|
Honeypots
mailing list archives
RE: Birthday of terms honeypot and honeynet
From: "David Gillett" <gillettdavid () fhda edu>
Date: Fri, 23 Jan 2004 08:28:47 -0800
I'd look for an etymological link between the use of the term
"honeypot" in computer systems, and its use as a spycraft term
dating back to at least the 1950s. In the latter context, a
"honeypot" was an operation to lure an opposing diplomat or
agent into a compromised situation -- usually sexual -- in order
to obtain blackmail material....
David Gillett
-----Original Message-----
From: Ian Baker [mailto:ibaker () codecutters org]
Sent: January 23, 2004 03:35
To: Aleksey V. Lukatsky
Cc: honeypots () securityfocus com
Subject: Re: Birthday of terms honeypot and honeynet
Aleksey,
(Assuming that it's details on the honeypot
implementation that you are
looking for).
Quick synopsis - users dialled-in to a series of modem banks
fronting a
VAXcluster containing a newpaper story database. After a
hacking event (and
you had to be hacker-class to get in, back in those largely
pre-Internet
days..), Ops got together with a couple of developers to
develop what they
termed a "honeypot". To be honest, it was more of a Trojan in
my view at the
time (an apparently not-very-secure VAX with external links
to much more
interesting things than old newspaper stories).

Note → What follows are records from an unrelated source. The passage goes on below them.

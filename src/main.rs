//! Critters - Entry Point
//!
//! Runs the pet simulation headless at its fixed tick rate. Without a display
//! the interesting output is the log: throws, catches, greetings, and a
//! periodic status line.

use std::path::PathBuf;
use std::sync::mpsc::Receiver;
use std::sync::Arc;
use std::time::Duration;

use clap::Parser;
use tokio::runtime::Runtime;
use tracing_subscriber::EnvFilter;

use critters::command::{Command, CommandExecutor};
use critters::core::config::SimulationConfig;
use critters::core::error::Result;
use critters::entity::species::Species;
use critters::persistence::roster::RosterStore;
use critters::renderer::artwork::SilhouetteRenderer;
use critters::simulation::events::SimulationEvent;
use critters::simulation::tick::Scheduler;
use critters::ui::router::EventRouter;

/// Headless critters simulation
#[derive(Parser, Debug)]
#[command(name = "critters")]
#[command(about = "Run the desktop pet simulation without a display")]
struct Args {
    /// TOML config file; defaults are used for anything it leaves out
    #[arg(long)]
    config: Option<PathBuf>,

    /// Roster file to restore on start and save on exit
    #[arg(long)]
    roster: Option<PathBuf>,

    /// Stop after this many ticks (runs until Ctrl-C otherwise)
    #[arg(long)]
    ticks: Option<u64>,

    /// Random seed for deterministic runs
    #[arg(long)]
    seed: Option<u64>,

    /// Agents to spawn when no roster is restored
    #[arg(long, default_value_t = 3)]
    agents: usize,
}

fn main() -> Result<()> {
    let args = Args::parse();

    tracing_subscriber::fmt()
        .with_env_filter(
            EnvFilter::try_from_default_env().unwrap_or_else(|_| EnvFilter::new("critters=info")),
        )
        .init();

    let mut config = match &args.config {
        Some(path) => SimulationConfig::load(path)?,
        None => SimulationConfig::default(),
    };
    if args.seed.is_some() {
        config.seed = args.seed;
    }

    tracing::info!(tick_rate = config.tick_rate_hz, seed = ?config.seed, "critters starting");

    let scheduler = Arc::new(Scheduler::new(config.clone(), Arc::new(SilhouetteRenderer))?);
    let store = args.roster.clone().map(RosterStore::new);
    let executor = CommandExecutor::new(Arc::clone(&scheduler), store.clone());

    populate(&executor, store.as_ref(), args.agents);

    let rt = Runtime::new()?;
    rt.block_on(run(&executor, &config, args.ticks));

    if let Err(e) = executor.shutdown() {
        tracing::warn!(error = %e, "could not save roster on exit");
    }
    tracing::info!(
        ticks = scheduler.tick_count(),
        agents = scheduler.agent_count(),
        "critters stopped"
    );
    Ok(())
}

/// Restore the saved roster, or spawn a starter population
fn populate(executor: &CommandExecutor, store: Option<&RosterStore>, count: usize) {
    let scheduler = executor.scheduler();
    if let Some(store) = store {
        scheduler.restore_roster(&store.load());
    }
    if scheduler.agent_count() > 0 {
        return;
    }
    for species in Species::ALL.iter().cycle().take(count) {
        let command = Command::AddAgent {
            species: *species,
            color: None,
            name: None,
        };
        if let Err(e) = executor.execute(command) {
            tracing::warn!(error = %e, "could not spawn starter agent");
            break;
        }
    }
}

async fn run(executor: &CommandExecutor, config: &SimulationConfig, max_ticks: Option<u64>) {
    let scheduler = executor.scheduler();
    let dt = config.tick_delta();
    let status_every = (config.tick_rate_hz * 10.0).round().max(1.0) as u64;

    let mut router = EventRouter::new();
    let (world_tx, world_rx) = std::sync::mpsc::channel();
    router.observe_world(world_tx);

    let mut interval = tokio::time::interval(Duration::from_secs_f32(dt));
    interval.set_missed_tick_behavior(tokio::time::MissedTickBehavior::Skip);

    loop {
        tokio::select! {
            _ = interval.tick() => {}
            _ = tokio::signal::ctrl_c() => {
                tracing::info!("interrupted");
                break;
            }
        }

        router.dispatch(scheduler.tick(dt));
        log_world_events(&world_rx);

        let tick = scheduler.tick_count();
        if tick % status_every == 0 {
            let stats = scheduler.cache().stats();
            tracing::info!(
                tick,
                elapsed_secs = scheduler.elapsed(),
                agents = scheduler.agent_count(),
                ball = scheduler.ball().is_some(),
                cache_len = scheduler.cache().len(),
                cache_hits = stats.hits,
                cache_misses = stats.misses,
                "status"
            );
        }
        if max_ticks.is_some_and(|max| tick >= max) {
            break;
        }
    }
}

fn log_world_events(rx: &Receiver<SimulationEvent>) {
    while let Ok(event) = rx.try_recv() {
        match event {
            SimulationEvent::BallThrown { ball_id, thrower, .. } => {
                tracing::info!(ball = ball_id, ?thrower, "ball thrown")
            }
            SimulationEvent::BallCaught { ball_id, by } => {
                tracing::info!(ball = ball_id, agent = %by, "ball caught")
            }
            SimulationEvent::Greeting { first, second } => {
                tracing::info!(%first, %second, "greeting")
            }
            other => tracing::debug!(?other, "world event"),
        }
    }
}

Since legitimate users would never break the menu and attempt
to access the
(IIRC) "set host" command, it was considered a 100%
indication of hack/crack
activity.
Access would immediately shut-down on all other connections in that
particular modem bank (investigations from the previous
attack indicated
that a lot of activity involved trying phone numbers in
sequence) and take
the bank off-line. Too many attempts on different banks would
shutdown the
site & divert to backup links.
Ops would be automatically paged by the honeypot, and could
manually request
a phone trace (while watching the actions of the intruder in
real-time).
I can't talk much about the specific implementation (too long
ago) - the
discussion had really centred around this Trojan concept that was just
starting to become prevalent (I'd looked at something similar while at
college in '85, on a CDC mainframe, and had later duplicated
some of the
functions on a uVAX at a secure establishment).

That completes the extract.